(Stored items)
┌──
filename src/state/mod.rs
pub mod counters;

use std::sync::Arc;

use axum::extract::ws::Message;
use dashmap::DashMap;
use tokio::sync::{Mutex, RwLock, mpsc, watch};
use uuid::Uuid;

use crate::{
    config::AppConfig,
    dao::seed_store::SeedStore,
    error::{ProtocolError, ServiceError},
};

use self::counters::{CounterStore, Seeds, Snapshot};

pub type SharedState = Arc<AppState>;

#[derive(Clone)]
/// Handle used to push messages to a connected seed client.
pub struct ClientConnection {
    /// Connection id, also the registry key.
    pub id: Uuid,
    /// Outbound queue drained by the socket's writer task.
    pub tx: mpsc::UnboundedSender<Message>,
}

/// Central application state shared by the socket handlers and the background loops.
pub struct AppState {
    config: Arc<AppConfig>,
    seed_store: RwLock<Option<Arc<dyn SeedStore>>>,
    counters: RwLock<CounterStore>,
    flush_lock: Mutex<()>,
    clients: DashMap<Uuid, ClientConnection>,
    degraded: watch::Sender<bool>,
}

impl AppState {
    /// Construct a new [`AppState`] wrapped in an [`Arc`] so it can be cloned cheaply.
    ///
    /// The application starts in degraded mode until a seed store is installed.
    pub fn new(config: AppConfig) -> SharedState {
        let (degraded_tx, _rx) = watch::channel(true);
        Arc::new(Self {
            config: Arc::new(config),
            seed_store: RwLock::new(None),
            counters: RwLock::new(CounterStore::new()),
            flush_lock: Mutex::new(()),
            clients: DashMap::new(),
            degraded: degraded_tx,
        })
    }

    /// Immutable runtime configuration.
    pub fn config(&self) -> Arc<AppConfig> {
        self.config.clone()
    }

    /// Obtain a handle to the current seed store, if one is installed.
    pub async fn seed_store(&self) -> Option<Arc<dyn SeedStore>> {
        let guard = self.seed_store.read().await;
        guard.as_ref().cloned()
    }

    /// Current seed store, or [`ServiceError::Degraded`] when none is installed.
    pub async fn require_seed_store(&self) -> Result<Arc<dyn SeedStore>, ServiceError> {
        self.seed_store().await.ok_or(ServiceError::Degraded)
    }

    /// Install a new seed store implementation and leave degraded mode.
    pub async fn set_seed_store(&self, store: Arc<dyn SeedStore>) {
        {
            let mut guard = self.seed_store.write().await;
            *guard = Some(store);
        }
        self.update_degraded(false);
    }

    /// Remove the current seed store and enter degraded mode.
    pub async fn clear_seed_store(&self) {
        {
            let mut guard = self.seed_store.write().await;
            guard.take();
        }
        self.update_degraded(true);
    }

    /// Current degraded flag.
    pub fn is_degraded(&self) -> bool {
        *self.degraded.borrow()
    }

    /// Update the degraded flag, notifying watchers only when the value changes.
    pub fn update_degraded(&self, value: bool) {
        self.degraded.send_if_modified(|current| {
            if *current == value {
                return false;
            }
            *current = value;
            true
        });
    }

    /// Registry of active client sockets keyed by connection id.
    pub fn clients(&self) -> &DashMap<Uuid, ClientConnection> {
        &self.clients
    }

    /// Counter vectors with their dirty and staleness tracking.
    pub fn counters(&self) -> &RwLock<CounterStore> {
        &self.counters
    }

    /// Guard held for the whole of one flush cycle.
    pub fn flush_lock(&self) -> &Mutex<()> {
        &self.flush_lock
    }

    /// Snapshot both counter vectors.
    pub async fn snapshot(&self) -> Snapshot {
        self.counters.read().await.get()
    }

    /// Apply a validated increment, returning how many entries changed.
    pub async fn apply_increment(
        &self,
        matt: &Seeds,
        hail: &Seeds,
    ) -> Result<usize, ProtocolError> {
        let mut counters = self.counters.write().await;
        counters.apply_increment(matt, hail).map_err(Into::into)
    }
}

#[cfg(test)]
mod tests {
    use super::*;
    use crate::dao::seed_store::memory::InMemorySeedStore;

    #[tokio::test]
    async fn starts_degraded_until_store_installed() {
        let state = AppState::new(AppConfig::default());
        assert!(state.is_degraded());
        assert!(matches!(
            state.require_seed_store().await,
            Err(ServiceError::Degraded)
        ));

        state.set_seed_store(Arc::new(InMemorySeedStore::new())).await;
        assert!(!state.is_degraded());
        assert!(state.require_seed_store().await.is_ok());

        state.clear_seed_store().await;
        assert!(state.is_degraded());
    }

    #[tokio::test]
    async fn increment_goes_through_counter_store() {
        let state = AppState::new(AppConfig::default());
        let mut matt = [0; counters::SEED_COUNT];
        matt[3] = 2;

        let changed = state
            .apply_increment(&matt, &[0; counters::SEED_COUNT])
            .await
            .unwrap();

        assert_eq!(changed, 1);
        assert_eq!(state.snapshot().await.matt[3], 2);
    }
}
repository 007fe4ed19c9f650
use axum::Router;
use utoipa::OpenApi;
use utoipa_swagger_ui::SwaggerUi;

use crate::{services::documentation::ApiDoc, state::SharedState};

/// Serve the Swagger UI backed by the generated OpenAPI document.
pub fn router() -> Router<SharedState> {
    SwaggerUi::new("/docs")
        .url("/api-doc/openapi.json", ApiDoc::openapi())
        .into()
}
└──
ASSIGNMENT:
In the lines above, spot each one that contains the word "InMemorySeedStore" and copy it.

ANSWER SECTION:
    use crate::dao::seed_store::memory::InMemorySeedStore;
        state.set_seed_store(Arc::new(InMemorySeedStore::new())).await;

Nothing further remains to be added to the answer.